▼▼▼

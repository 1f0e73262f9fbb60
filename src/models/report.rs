use crate::error::AppError;
use serde::{Deserialize, Serialize};

/// Text fields of a new report; photos travel separately as `gallery[]`
#[derive(Debug, Clone, Default, PartialEq, Serialize, Deserialize)]
pub struct ReportForm {
    pub title: String,
    pub description: String,
    /// Comma separated, e.g. "burglary, theft"
    pub tags: String,
    pub lat: String,
    pub lng: String,
}

impl ReportForm {
    pub fn validate(&self) -> Result<(), AppError> {
        if self.title.trim().is_empty() {
            return Err(AppError::Validation("Title is required".to_string()));
        }
        if self.description.trim().is_empty() {
            return Err(AppError::Validation("Description is required".to_string()));
        }
        parse_coordinate(&self.lat, 90.0, "Latitude")?;
        parse_coordinate(&self.lng, 180.0, "Longitude")?;
        Ok(())
    }

    pub fn tag_list(&self) -> Vec<String> {
        self.tags
            .split(',')
            .map(str::trim)
            .filter(|t| !t.is_empty())
            .map(str::to_string)
            .collect()
    }

    /// Key/value pairs in form order, trimmed; empty tags are dropped
    pub fn to_fields(&self) -> Vec<(String, String)> {
        let tags = self.tag_list().join(", ");
        [
            ("title", self.title.trim()),
            ("description", self.description.trim()),
            ("tags", tags.as_str()),
            ("lat", self.lat.trim()),
            ("lng", self.lng.trim()),
        ]
        .into_iter()
        .map(|(k, v)| (k.to_string(), v.to_string()))
        .collect()
    }
}

fn parse_coordinate(value: &str, limit: f64, label: &str) -> Result<f64, AppError> {
    let parsed: f64 = value
        .trim()
        .parse()
        .map_err(|_| AppError::Validation(format!("{} must be a number", label)))?;
    if !parsed.is_finite() || parsed.abs() > limit {
        return Err(AppError::Validation(format!(
            "{} must be between -{} and {}",
            label, limit, limit
        )));
    }
    Ok(parsed)
}

#[cfg(test)]
mod tests {
    use super::*;

    fn form() -> ReportForm {
        ReportForm {
            title: " Broken streetlight ".to_string(),
            description: "Dark since Monday".to_string(),
            tags: "lighting, , safety".to_string(),
            lat: "52.52".to_string(),
            lng: "13.405".to_string(),
        }
    }

    #[test]
    fn test_valid_form_produces_trimmed_fields() {
        let form = form();
        assert!(form.validate().is_ok());
        let fields = form.to_fields();
        assert_eq!(fields[0], ("title".to_string(), "Broken streetlight".to_string()));
        assert_eq!(fields.len(), 5);
        assert_eq!(form.tag_list(), vec!["lighting", "safety"]);
        assert_eq!(fields[2], ("tags".to_string(), "lighting, safety".to_string()));
    }

    #[test]
    fn test_required_fields() {
        let mut f = form();
        f.title = "  ".to_string();
        assert!(matches!(f.validate(), Err(AppError::Validation(_))));

        let mut f = form();
        f.description.clear();
        assert!(matches!(f.validate(), Err(AppError::Validation(_))));
    }

    #[test]
    fn test_coordinates_must_be_in_range() {
        let mut f = form();
        f.lat = "91".to_string();
        assert!(f.validate().is_err());

        let mut f = form();
        f.lng = "east".to_string();
        assert!(f.validate().is_err());

        let mut f = form();
        f.lng = "-180".to_string();
        assert!(f.validate().is_ok());
    }
}
impl<U: MediaUploader + 'static> UploadCoordinator<U> {
    /// Creates the coordinator together with the receiving end of its notices
    pub fn new(uploader: U) -> (Self, mpsc::UnboundedReceiver<Notice>) {
        let (notices, rx) = mpsc::unbounded_channel();
        let (revision, _) = watch::channel(0);
        let coordinator = Self {
            inner: Arc::new(Inner {
                uploader: Arc::new(uploader),
                state: Mutex::new(SessionState::default()),
                notices,
                revision,
            }),
        };
        (coordinator, rx)
    }

    pub fn uploader(&self) -> &U {
        &self.inner.uploader
    }

    /// Appends a batch and uploads it
    ///
    /// Resolves once every upload of the batch has settled. Returns the
    /// append outcome on success, `CapacityExceeded` when nothing fit and
    /// `UploadBatchFailed` after a rollback.
    pub async fn add_items(&self, raw: Vec<LocalPayload>) -> Result<AppendOutcome, MediaError> {
        if raw.is_empty() {
            return Ok(AppendOutcome {
                accepted: Vec::new(),
                dropped: 0,
            });
        }

        let mut join_set = JoinSet::new();
        let (outcome, batch) = {
            let mut state = self.inner.lock();
            let outcome = state.registry.append(raw);
            if outcome.accepted.is_empty() {
                drop(state);
                return Err(self.fail(MediaError::CapacityExceeded {
                    accepted: 0,
                    dropped: outcome.dropped,
                }));
            }

            state.active_batches += 1;
            let batch = BatchGuard {
                inner: &*self.inner,
                ids: outcome.accepted.clone(),
            };

            for id in &outcome.accepted {
                let Some(payload) = state
                    .registry
                    .index_of(*id)
                    .and_then(|index| state.registry.get(index))
                    .map(|item| item.payload.clone())
                else {
                    continue;
                };
                let uploader = Arc::clone(&self.inner.uploader);
                let id = *id;
                let handle = join_set.spawn(async move { (id, uploader.upload(payload).await) });
                state.in_flight.insert(id, handle);
            }
            (outcome, batch)
        };
        self.inner.touch();

        if let Some(err) = outcome.capacity_error() {
            self.notify(err.notice());
        }

        let total = outcome.accepted.len();
        log::info!("Uploading batch of {} item(s)", total);

        let mut failed = 0;
        let mut uploaded = 0;
        while let Some(joined) = join_set.join_next().await {
            match joined {
                Ok((id, Ok(reference))) => {
                    let applied = {
                        let mut state = self.inner.lock();
                        state.in_flight.remove(&id);
                        state.registry.mark_uploaded(id, reference)
                    };
                    if applied {
                        uploaded += 1;
                        self.inner.touch();
                    }
                }
                Ok((id, Err(e))) => {
                    let live = {
                        let mut state = self.inner.lock();
                        state.in_flight.remove(&id);
                        state.registry.contains(id)
                    };
                    if live {
                        log::error!("Upload of item {} failed: {}", id, e);
                        failed += 1;
                    } else {
                        log::debug!("Ignoring failed upload of removed item {}: {}", id, e);
                    }
                }
                Err(e) if e.is_cancelled() => {
                    log::debug!("Upload task cancelled after removal");
                }
                Err(e) => {
                    log::error!("Upload task aborted: {}", e);
                    failed += 1;
                }
            }
        }

        if failed > 0 {
            let removed = self.inner.lock().registry.rollback(&outcome.accepted);
            log::warn!(
                "Batch failed ({} of {} uploads), rolled back {} item(s)",
                failed,
                total,
                removed
            );
            drop(batch);
            return Err(self.fail(MediaError::UploadBatchFailed { failed, total }));
        }

        drop(batch);
        log::info!("Batch settled: {} of {} item(s) uploaded", uploaded, total);
        if uploaded > 0 {
            self.notify(Notice::UploadBatchSucceeded { count: uploaded });
        }
        Ok(outcome)
    }

    /// Removes the item at `index` and cancels its upload if still running
    pub fn remove(&self, index: usize) -> Option<ItemId> {
        let id = {
            let mut state = self.inner.lock();
            let id = state.registry.remove(index)?;
            if let Some(handle) = state.in_flight.remove(&id) {
                log::debug!("Cancelling upload of removed item {}", id);
                handle.abort();
            }
            id
        };
        self.inner.touch();
        self.notify(Notice::ItemRemoved);
        Some(id)
    }

    /// Submits the form together with the references of all uploaded photos
    ///
    /// Refused while uploads are outstanding. On success the session ends and
    /// every preview is released; on failure the photos are kept for a retry.
    pub async fn submit<S: FormSubmitter>(
        &self,
        fields: Vec<(String, String)>,
        submitter: &S,
    ) -> Result<usize, MediaError> {
        let references = {
            let mut state = self.inner.lock();
            if state.submitting {
                drop(state);
                return Err(self.fail(MediaError::SubmissionInProgress));
            }
            let pending = state.registry.pending_count();
            if state.active_batches > 0 || pending > 0 {
                drop(state);
                return Err(self.fail(MediaError::SubmissionNotReady { pending }));
            }
            let references = match state.registry.snapshot_for_submission() {
                Ok(references) => references,
                Err(e) => {
                    drop(state);
                    return Err(self.fail(e));
                }
            };
            state.submitting = true;
            references
        };
        let _submitting = SubmitGuard {
            inner: &*self.inner,
        };
        self.inner.touch();
        self.notify(Notice::SubmissionInProgress);

        let count = references.len();
        match submitter.submit(build_payload(fields, &references)).await {
            Ok(()) => {
                let released = self.inner.lock().registry.release_all();
                log::info!(
                    "Form submitted with {} photo(s), released {} preview(s)",
                    count,
                    released
                );
                self.notify(Notice::SubmissionSucceeded);
                Ok(count)
            }
            Err(e) => {
                log::error!("Form submission failed: {}", e);
                Err(self.fail(e.into()))
            }
        }
    }

    /// Ends the session without submitting
    pub fn abandon(&self) -> usize {
        let released = {
            let mut state = self.inner.lock();
            for (_, handle) in state.in_flight.drain() {
                handle.abort();
            }
            state.registry.release_all()
        };
        log::debug!("Form abandoned, released {} preview(s)", released);
        self.inner.touch();
        released
    }

    pub fn is_uploading(&self) -> bool {
        self.inner.lock().active_batches > 0
    }

    pub fn is_submitting(&self) -> bool {
        self.inner.lock().submitting
    }

    pub fn len(&self) -> usize {
        self.inner.lock().registry.len()
    }

    pub fn is_empty(&self) -> bool {
        self.len() == 0
    }

    pub fn is_full(&self) -> bool {
        self.inner.lock().registry.is_full()
    }

    pub fn pending_count(&self) -> usize {
        self.inner.lock().registry.pending_count()
    }

    pub fn snapshot_for_submission(&self) -> Result<Vec<RemoteRef>, MediaError> {
        self.inner.lock().registry.snapshot_for_submission()
    }

    pub fn views(&self) -> Vec<ItemView> {
        self.inner.lock().registry.views()
    }

    /// Runs `f` with shared access to the registry
    pub fn with_registry<T>(&self, f: impl FnOnce(&MediaRegistry) -> T) -> T {
        f(&self.inner.lock().registry)
    }

    /// Revision counter bumped on every observable state change
    pub fn subscribe(&self) -> watch::Receiver<u64> {
        self.inner.revision.subscribe()
    }

    pub fn notify(&self, notice: Notice) {
        emit(&self.inner.notices, notice);
    }

    fn fail(&self, err: MediaError) -> MediaError {
        self.notify(err.notice());
        err
    }
}
//! Camera device session.
//!
//! A [`CameraSession`] owns at most one live stream from a [`CameraDevice`].
//! The stream is wrapped in an [`ActiveStream`] guard whose `Drop` stops the
//! hardware, so every exit path (capture, cancel, error, timeout or a dropped
//! future) releases the device.
//!
//! ```text
//! Idle -> Acquiring -> Active -> Capturing -> Idle
//!             |          |
//!             +-> Idle   +-> Idle (cancel / error)
//! ```

use image::codecs::jpeg::JpegEncoder;
use image::DynamicImage;
use std::future::Future;

use crate::error::{CameraError, MediaError};
use crate::models::{CaptureConfig, LocalPayload};

pub trait CameraStream: Send {
    /// Grabs the current frame of the live stream
    fn grab_frame(&mut self) -> impl Future<Output = Result<DynamicImage, CameraError>> + Send;

    /// Releases the hardware; must be safe to call more than once
    fn stop(&mut self);
}

pub trait CameraDevice: Send + Sync {
    type Stream: CameraStream + 'static;

    fn acquire(
        &self,
        config: &CaptureConfig,
    ) -> impl Future<Output = Result<Self::Stream, CameraError>> + Send;
}

#[derive(Debug, Clone, Copy, PartialEq, Eq)]
pub enum CameraState {
    Idle,
    Acquiring,
    Active,
    Capturing,
}

/// How the last capture attempt ended
#[derive(Debug, Clone, Copy, PartialEq, Eq)]
pub enum SessionOutcome {
    Captured,
    Cancelled,
    Failed,
}

/// Live stream that is stopped when dropped
pub struct ActiveStream<S: CameraStream> {
    stream: Option<S>,
}

impl<S: CameraStream> ActiveStream<S> {
    fn new(stream: S) -> Self {
        Self {
            stream: Some(stream),
        }
    }

    fn get_mut(&mut self) -> Option<&mut S> {
        self.stream.as_mut()
    }

    fn release(&mut self) {
        if let Some(mut stream) = self.stream.take() {
            stream.stop();
            log::debug!("Camera released");
        }
    }
}

impl<S: CameraStream> Drop for ActiveStream<S> {
    fn drop(&mut self) {
        self.release();
    }
}

/// Puts the session back to `Idle` unless the transition was committed
struct StateReset<'a> {
    state: &'a mut CameraState,
    armed: bool,
}

impl<'a> StateReset<'a> {
    fn enter(state: &'a mut CameraState, next: CameraState) -> Self {
        log::debug!("Camera: {:?} -> {:?}", state, next);
        *state = next;
        Self { state, armed: true }
    }

    fn commit(mut self, next: CameraState) {
        log::debug!("Camera: {:?} -> {:?}", self.state, next);
        *self.state = next;
        self.armed = false;
    }
}

impl Drop for StateReset<'_> {
    fn drop(&mut self) {
        if self.armed {
            log::debug!("Camera: {:?} -> Idle", self.state);
            *self.state = CameraState::Idle;
        }
    }
}

pub struct CameraSession<D: CameraDevice> {
    device: D,
    config: CaptureConfig,
    state: CameraState,
    stream: Option<ActiveStream<D::Stream>>,
    last_outcome: Option<SessionOutcome>,
}

impl<D: CameraDevice> CameraSession<D> {
    pub fn new(device: D, config: CaptureConfig) -> Self {
        Self {
            device,
            config,
            state: CameraState::Idle,
            stream: None,
            last_outcome: None,
        }
    }

    pub fn state(&self) -> CameraState {
        self.state
    }

    pub fn is_active(&self) -> bool {
        self.state == CameraState::Active
    }

    pub fn last_outcome(&self) -> Option<SessionOutcome> {
        self.last_outcome
    }

    pub fn device(&self) -> &D {
        &self.device
    }

    /// Acquires the camera; fails with `CameraBusy` unless the session is idle
    pub async fn start(&mut self) -> Result<(), MediaError> {
        if self.state != CameraState::Idle {
            return Err(MediaError::CameraBusy);
        }

        let reset = StateReset::enter(&mut self.state, CameraState::Acquiring);
        let acquired =
            tokio::time::timeout(self.config.acquire_timeout(), self.device.acquire(&self.config))
                .await;

        let error = match acquired {
            Ok(Ok(stream)) => {
                self.stream = Some(ActiveStream::new(stream));
                reset.commit(CameraState::Active);
                self.last_outcome = None;
                return Ok(());
            }
            Ok(Err(e)) => e.to_string(),
            Err(_) => format!(
                "no camera access after {}s",
                self.config.acquire_timeout_secs
            ),
        };
        drop(reset);

        log::warn!("Camera acquisition failed: {}", error);
        self.last_outcome = Some(SessionOutcome::Failed);
        Err(MediaError::DeviceAcquisitionFailed(error))
    }

    /// Grabs a frame for the live view without leaving `Active`
    pub async fn preview_frame(&mut self) -> Result<DynamicImage, MediaError> {
        let frame = match self.stream.as_mut().and_then(|s| s.get_mut()) {
            Some(stream) if self.state == CameraState::Active => stream.grab_frame().await,
            _ => return Err(not_active()),
        };
        frame.map_err(|e| {
            self.abort();
            MediaError::CaptureEncodingFailed(e.to_string())
        })
    }

    /// Takes exactly one frame, releases the camera and encodes the frame as JPEG
    pub async fn capture(&mut self) -> Result<LocalPayload, MediaError> {
        if self.state != CameraState::Active {
            return Err(not_active());
        }
        let Some(mut active) = self.stream.take() else {
            self.state = CameraState::Idle;
            return Err(not_active());
        };

        let frame = {
            let _reset = StateReset::enter(&mut self.state, CameraState::Capturing);
            let frame = match active.get_mut() {
                Some(stream) => stream.grab_frame().await,
                None => Err(CameraError::Unavailable("stream already released".to_string())),
            };
            active.release();
            frame
        };

        let frame = match frame {
            Ok(frame) => frame,
            Err(e) => {
                self.last_outcome = Some(SessionOutcome::Failed);
                return Err(MediaError::CaptureEncodingFailed(e.to_string()));
            }
        };

        match encode_frame(frame, self.config.jpeg_quality).await {
            Ok(payload) => {
                log::info!("Captured {} ({} bytes)", payload.name, payload.len());
                self.last_outcome = Some(SessionOutcome::Captured);
                Ok(payload)
            }
            Err(e) => {
                self.last_outcome = Some(SessionOutcome::Failed);
                Err(e)
            }
        }
    }

    /// Releases the camera without producing an item; idempotent
    pub fn cancel(&mut self) -> bool {
        let was_running = self.state != CameraState::Idle || self.stream.is_some();
        if let Some(mut active) = self.stream.take() {
            active.release();
        }
        self.state = CameraState::Idle;
        if was_running {
            self.last_outcome = Some(SessionOutcome::Cancelled);
        }
        was_running
    }

    fn abort(&mut self) {
        if let Some(mut active) = self.stream.take() {
            active.release();
        }
        self.state = CameraState::Idle;
        self.last_outcome = Some(SessionOutcome::Failed);
    }
}

fn not_active() -> MediaError {
    MediaError::CaptureEncodingFailed("camera is not active".to_string())
}

/// Encodes a frame off the async thread
pub async fn encode_frame(frame: DynamicImage, quality: u8) -> Result<LocalPayload, MediaError> {
    tokio::task::spawn_blocking(move || encode_jpeg(&frame, quality))
        .await
        .map_err(|e| MediaError::CaptureEncodingFailed(format!("Task join error: {}", e)))?
}

/// Lossy JPEG encoding named `photo_<unix-millis>.jpg`
pub fn encode_jpeg(frame: &DynamicImage, quality: u8) -> Result<LocalPayload, MediaError> {
    if frame.width() == 0 || frame.height() == 0 {
        return Err(MediaError::CaptureEncodingFailed("empty frame".to_string()));
    }
    let rgb = frame.to_rgb8();
    let mut bytes = Vec::new();
    JpegEncoder::new_with_quality(&mut bytes, quality.clamp(1, 100))
        .encode_image(&rgb)
        .map_err(|e| MediaError::CaptureEncodingFailed(format!("JPEG encoding failed: {}", e)))?;

    let name = format!("photo_{}.jpg", chrono::Utc::now().timestamp_millis());
    Ok(LocalPayload::new(name, "image/jpeg", bytes))
}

▲▲▲

In the material above, how many lines hold the word "safety"? Say only the number.

3